When characterizing light by wavelength, it is often intended within a vacuum state, as vacuum has a unity refractive index. When traveling through a vacuum, light remains at a fixed and exact velocity of 299,792,458 m/s, regardless of the wavelength and movement from the source of radiation, relative to the observer. The velocity is usually labeled c, which is descriptive for the Latin word “celeritas,” meaning “speed.” Wavelengths are designated with the Greek letter lambda, λ.

Light, as previously mentioned, is the electromagnetic spectrum consisting of electromagnetic waves with variation in the one wave cycle distance, and as the name implies are synchronized with oscillating electric and magnetic fields. Another property of light that is often referred to is the frequency. This describes the number of periods per time unit the electric field waves oscillate from one maximum to another maximum. Frequency is conventionally designated f, and within vacuum follows the relation of c = λf. As light passes through matter (anything including air but excluding a vacuum), the velocity and wavelength decrease proportionally. Occasionally the wavenumber, 1/λ, can be found to characterize light and is symbolized by \( \overline{v} \) with a common unit of cm−1.

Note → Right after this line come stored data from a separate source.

//! Per-record generation state
//!
//! [`GenerationState`] is created once per record type by the classifier,
//! mutated by each requested renderer, and consumed once by the assembler.
//!
//! Role sets are ordinal index sets over the record's field arena, so every
//! column list iterates in ascending declaration order.

use crate::error::{GenerateError, Result};
use crate::metadata::{FieldDescriptor, RecordMetadata};
use crate::registry::SharedDeclarationRegistry;
use std::collections::BTreeSet;
use tracing::warn;

/// Functional roles of a record's fields
#[derive(Debug, Clone, PartialEq, Eq)]
pub struct FieldRoles {
    record: RecordMetadata,
    table: String,
    primary: Option<usize>,
    soft_delete: Option<usize>,
    read: BTreeSet<usize>,
    write: BTreeSet<usize>,
    skip_suffix: bool,
}

impl FieldRoles {
    /// Roles with no primary or soft-delete field and empty read/write sets
    #[must_use]
    pub fn new(record: RecordMetadata) -> Self {
        Self {
            table: record.name().to_string(),
            record,
            primary: None,
            soft_delete: None,
            read: BTreeSet::new(),
            write: BTreeSet::new(),
            skip_suffix: false,
        }
    }

    /// Underlying record metadata
    #[must_use]
    pub const fn record(&self) -> &RecordMetadata {
        &self.record
    }

    /// Record type name
    #[must_use]
    pub fn model(&self) -> &str {
        self.record.name()
    }

    /// Table name used in SQL
    #[must_use]
    pub fn table(&self) -> &str {
        &self.table
    }

    /// Override the table name
    pub fn set_table(&mut self, table: impl Into<String>) {
        self.table = table.into();
    }

    /// Ordinal of the primary field
    #[must_use]
    pub const fn primary(&self) -> Option<usize> {
        self.primary
    }

    /// Ordinal of the soft-delete field
    #[must_use]
    pub const fn soft_delete(&self) -> Option<usize> {
        self.soft_delete
    }

    /// Ordinals of read fields, ascending
    #[must_use]
    pub const fn read(&self) -> &BTreeSet<usize> {
        &self.read
    }

    /// Ordinals of write fields, ascending
    #[must_use]
    pub const fn write(&self) -> &BTreeSet<usize> {
        &self.write
    }

    /// Whether generated function names omit the record name
    #[must_use]
    pub const fn skip_suffix(&self) -> bool {
        self.skip_suffix
    }

    /// Toggle function-name suffixing
    pub fn set_skip_suffix(&mut self, skip: bool) {
        self.skip_suffix = skip;
    }

    /// Use the field named `name` as primary key
    ///
    /// # Errors
    ///
    /// [`GenerateError::FieldNotFound`]; the roles are left untouched.
    pub fn set_primary_field(&mut self, name: &str) -> Result<()> {
        let ordinal = self.resolve(name)?;
        self.primary = Some(ordinal);
        self.write.remove(&ordinal);
        Ok(())
    }

    /// Use the field named `name` as soft-delete marker
    ///
    /// # Errors
    ///
    /// [`GenerateError::FieldNotFound`]; the roles are left untouched.
    pub fn set_soft_delete_field(&mut self, name: &str) -> Result<()> {
        let ordinal = self.resolve(name)?;
        self.soft_delete = Some(ordinal);
        self.read.remove(&ordinal);
        self.write.remove(&ordinal);
        Ok(())
    }

    /// Replace the read set with the named fields
    ///
    /// The soft-delete field is dropped from the set if named.
    ///
    /// # Errors
    ///
    /// [`GenerateError::FieldNotFound`] for the first unknown name; the roles
    /// are left untouched.
    pub fn set_read_fields<S: AsRef<str>>(&mut self, names: &[S]) -> Result<()> {
        let mut ordinals = self.resolve_all(names)?;
        self.drop_excluded(&mut ordinals, "read", self.soft_delete, None);
        self.read = ordinals;
        Ok(())
    }

    /// Replace the write set with the named fields
    ///
    /// The primary and soft-delete fields are dropped from the set if named.
    ///
    /// # Errors
    ///
    /// [`GenerateError::FieldNotFound`] for the first unknown name; the roles
    /// are left untouched.
    pub fn set_write_fields<S: AsRef<str>>(&mut self, names: &[S]) -> Result<()> {
        let mut ordinals = self.resolve_all(names)?;
        self.drop_excluded(&mut ordinals, "write", self.soft_delete, self.primary);
        self.write = ordinals;
        Ok(())
    }

    /// Recompute read and write sets as "all fields minus the excluded ones"
    pub fn reset_default_sets(&mut self) {
        let all = 0..self.record.fields().len();
        self.read = all
            .clone()
            .filter(|&i| Some(i) != self.soft_delete)
            .collect();
        self.write = all
            .filter(|&i| Some(i) != self.soft_delete && Some(i) != self.primary)
            .collect();
    }

    fn resolve(&self, name: &str) -> Result<usize> {
        self.record
            .position(name)
            .ok_or_else(|| GenerateError::FieldNotFound {
                name: name.trim().to_string(),
                record: self.model().to_string(),
            })
    }

    fn resolve_all<S: AsRef<str>>(&self, names: &[S]) -> Result<BTreeSet<usize>> {
        names.iter().map(|n| self.resolve(n.as_ref())).collect()
    }

    fn drop_excluded(
        &self,
        ordinals: &mut BTreeSet<usize>,
        set: &str,
        soft_delete: Option<usize>,
        primary: Option<usize>,
    ) {
        for excluded in [soft_delete, primary].into_iter().flatten() {
            if ordinals.remove(&excluded) {
                warn!(
                    record = self.model(),
                    field = self.field_name(excluded),
                    set,
                    "dropping field from override, its role excludes it"
                );
            }
        }
    }

    fn descriptor(&self, ordinal: usize) -> Option<&FieldDescriptor> {
        self.record.field(ordinal)
    }

    fn field_name(&self, ordinal: usize) -> &str {
        self.descriptor(ordinal).map_or("", FieldDescriptor::name)
    }

    fn column(&self, ordinal: usize) -> &str {
        self.descriptor(ordinal).map_or("", FieldDescriptor::column)
    }

    /// Read field names in ordinal order, each prefixed
    #[must_use]
    pub fn read_field_names(&self, prefix: &str) -> Vec<String> {
        self.read
            .iter()
            .map(|&i| format!("{prefix}{}", self.field_name(i)))
            .collect()
    }

    /// Read field column names in ordinal order, each prefixed
    #[must_use]
    pub fn read_field_columns(&self, prefix: &str) -> Vec<String> {
        self.read
            .iter()
            .map(|&i| format!("{prefix}{}", self.column(i)))
            .collect()
    }

    /// Write field value expressions in ordinal order
    ///
    /// Fields whose type needs addressable storage are taken by reference.
    #[must_use]
    pub fn write_field_names(&self, prefix: &str) -> Vec<String> {
        self.write
            .iter()
            .filter_map(|&i| self.descriptor(i))
            .map(|f| {
                let amp = if f.shape().requires_reference() { "&" } else { "" };
                format!("{amp}{prefix}{}", f.name())
            })
            .collect()
    }

    /// Write field column names in ordinal order, each prefixed
    #[must_use]
    pub fn write_field_columns(&self, prefix: &str) -> Vec<String> {
        self.write
            .iter()
            .map(|&i| format!("{prefix}{}", self.column(i)))
            .collect()
    }

    /// Declared name of the primary field, empty if none
    #[must_use]
    pub fn primary_name(&self) -> &str {
        self.primary.map_or("", |i| self.field_name(i))
    }

    /// Column of the primary field, empty if none
    #[must_use]
    pub fn primary_column(&self) -> &str {
        self.primary.map_or("", |i| self.column(i))
    }

    /// Column of the soft-delete field
    #[must_use]
    pub fn soft_delete_column(&self) -> Option<&str> {
        self.soft_delete.map(|i| self.column(i))
    }

    /// Suffix appended to generated function names
    #[must_use]
    pub fn suffix(&self) -> &str {
        if self.skip_suffix {
            ""
        } else {
            self.model()
        }
    }
}

/// `$1..$n`
#[must_use]
pub fn placeholders(n: usize) -> Vec<String> {
    (1..=n).map(|i| format!("${i}")).collect()
}

/// Everything one generation session accumulates
#[derive(Debug)]
pub struct GenerationState {
    /// Classified field roles
    pub roles: FieldRoles,
    /// Shared declarations and imports requested so far
    pub registry: SharedDeclarationRegistry,
    /// Rendered operation functions, in requested order
    pub body: String,
}

impl GenerationState {
    /// Fresh state around classified roles
    #[must_use]
    pub fn new(roles: FieldRoles) -> Self {
        Self {
            roles,
            registry: SharedDeclarationRegistry::new(),
            body: String::new(),
        }
    }
}
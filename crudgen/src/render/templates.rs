//! Function templates for the generated Go source
//!
//! Each template only places values computed by its renderer; SQL text,
//! argument lists and scan targets arrive finished in the context record.

use crate::error::Result;
use handlebars::Handlebars;
use serde::Serialize;

/// Create function template
pub const CREATE_TEMPLATE: &str = r"
// Create{{suffix}} inserts an entry into DB
func Create{{suffix}}(db cruderQueryRower, x {{model}}) (*{{model}}, error) {
	var y {{model}}
	err := db.QueryRow(
		`{{query}}`,{{#if args}}
		{{args}},{{/if}}
	).Scan({{scan}})

	return &y, err
}
";

/// Get function template
pub const GET_TEMPLATE: &str = r"
// Get{{suffix}} returns a single entry from DB based on primary key
func Get{{suffix}}(db cruderQueryRower, id interface{}) (*{{model}}, error) {
	var y {{model}}
	err := db.QueryRow(
		`{{query}}`,
		id,
	).Scan({{scan}})

	return &y, err
}
";

/// List function template
pub const LIST_TEMPLATE: &str = r#"
// List{{suffix}} returns a list of entries from DB based on passed in limit, offset, filters and sorting
func List{{suffix}}(db cruderQueryer, limit, offset uint64, filter cruderSQLFilter, sorter cruderSQLSorter) ([]{{model}}, error) {
	var args []interface{}
	sqlParts := []string{`{{select}}`}{{#if soft_delete_where}}
	sqlParts = append(sqlParts, `{{soft_delete_where}}`){{/if}}

	if filter != nil {
		if filters, filterArgs := filter.Where(); filters != "" {
			sqlParts = append(sqlParts, "{{filter_join}} "+filters)
			args = append(args, filterArgs...)
		}
	}

	if sorter != nil {
		if orderBy := sorter.OrderBy(); orderBy != "" {
			sqlParts = append(sqlParts, "ORDER BY "+orderBy)
		}
	}

	if limit > 0 {
		sqlParts = append(sqlParts, fmt.Sprintf("LIMIT %d", limit))
	}
	if offset > 0 {
		sqlParts = append(sqlParts, fmt.Sprintf("OFFSET %d", offset))
	}

	rows, err := db.Query(
		strings.Join(sqlParts, " "),
		args...,
	)
	if err != nil {
		return nil, err
	}
	defer rows.Close()

	r := make([]{{model}}, 0)
	for rows.Next() {
		var e {{model}}
		if err := rows.Scan({{scan}}); err != nil {
			return nil, err
		}
		r = append(r, e)
	}

	return r, rows.Err()
}
"#;

/// Update function template
pub const UPDATE_TEMPLATE: &str = r"
// Update{{suffix}} updates an entry in DB
func Update{{suffix}}(db cruderQueryRower, x {{model}}) (*{{model}}, error) {
	var y {{model}}
	err := db.QueryRow(
		`{{query}}`,
		{{args}},
	).Scan({{scan}})

	return &y, err
}
";

/// Delete function template
pub const DELETE_TEMPLATE: &str = r"
// Delete{{suffix}} deletes an entry from DB
func Delete{{suffix}}(db cruderExecer, id interface{}) error {
	result, err := db.Exec(
		`{{query}}`,
		id,
	)
	if err != nil {
		return err
	}

	r, err := result.RowsAffected()
	if err != nil {
		return err
	}
	if r == 0 {
		return ErrNoRowsAffected
	}

	return nil
}
";

/// Named templates for every operation
#[derive(Debug)]
pub struct TemplateRegistry {
    handlebars: Handlebars<'static>,
}

impl TemplateRegistry {
    /// Compile the built-in templates
    ///
    /// # Errors
    ///
    /// Returns an error if a built-in template fails to compile.
    pub fn new() -> Result<Self> {
        let mut handlebars = Handlebars::new();

        // Generating Go, not HTML
        handlebars.register_escape_fn(handlebars::no_escape);
        // A context missing a slot is an error, not empty text
        handlebars.set_strict_mode(true);

        handlebars.register_template_string("create", CREATE_TEMPLATE)?;
        handlebars.register_template_string("get", GET_TEMPLATE)?;
        handlebars.register_template_string("list", LIST_TEMPLATE)?;
        handlebars.register_template_string("update", UPDATE_TEMPLATE)?;
        handlebars.register_template_string("delete", DELETE_TEMPLATE)?;

        Ok(Self { handlebars })
    }

    /// Render the template registered as `name`
    ///
    /// # Errors
    ///
    /// Returns an error if the template is unknown or `context` lacks a value
    /// the template places.
    pub fn render<T: Serialize>(&self, name: &str, context: &T) -> Result<String> {
        Ok(self.handlebars.render(name, context)?)
    }
}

When referring to light as a particle, namely a photon, it is assigned an amount of energy, E. The energy is intrinsically connected to the wave properties of light by the momentum of the photon and its wavelength, or inversely, its frequency; E = hv = hc/λ. Where h is Planck’s constant with the value 6.626,070,150 × 10−34 Joules per second.

1.2 Particle and Wave Properties of Light

Previously, I mentioned the duality nature of light and described them independently of one another. This seems a strange concept that light can exhibit properties of both waves and of particles. The notion of duality is entrenched in a debate over the nature of light and matter dating back to the 1600s, where Huygens and Newton proposed conflicting theories of light. The work by Schrödinger, Einstein, de Broglie, and many others has now recognized that light and matter have both wave and particle nature and is currently an appropriate interpretation of quantum mechanics [2].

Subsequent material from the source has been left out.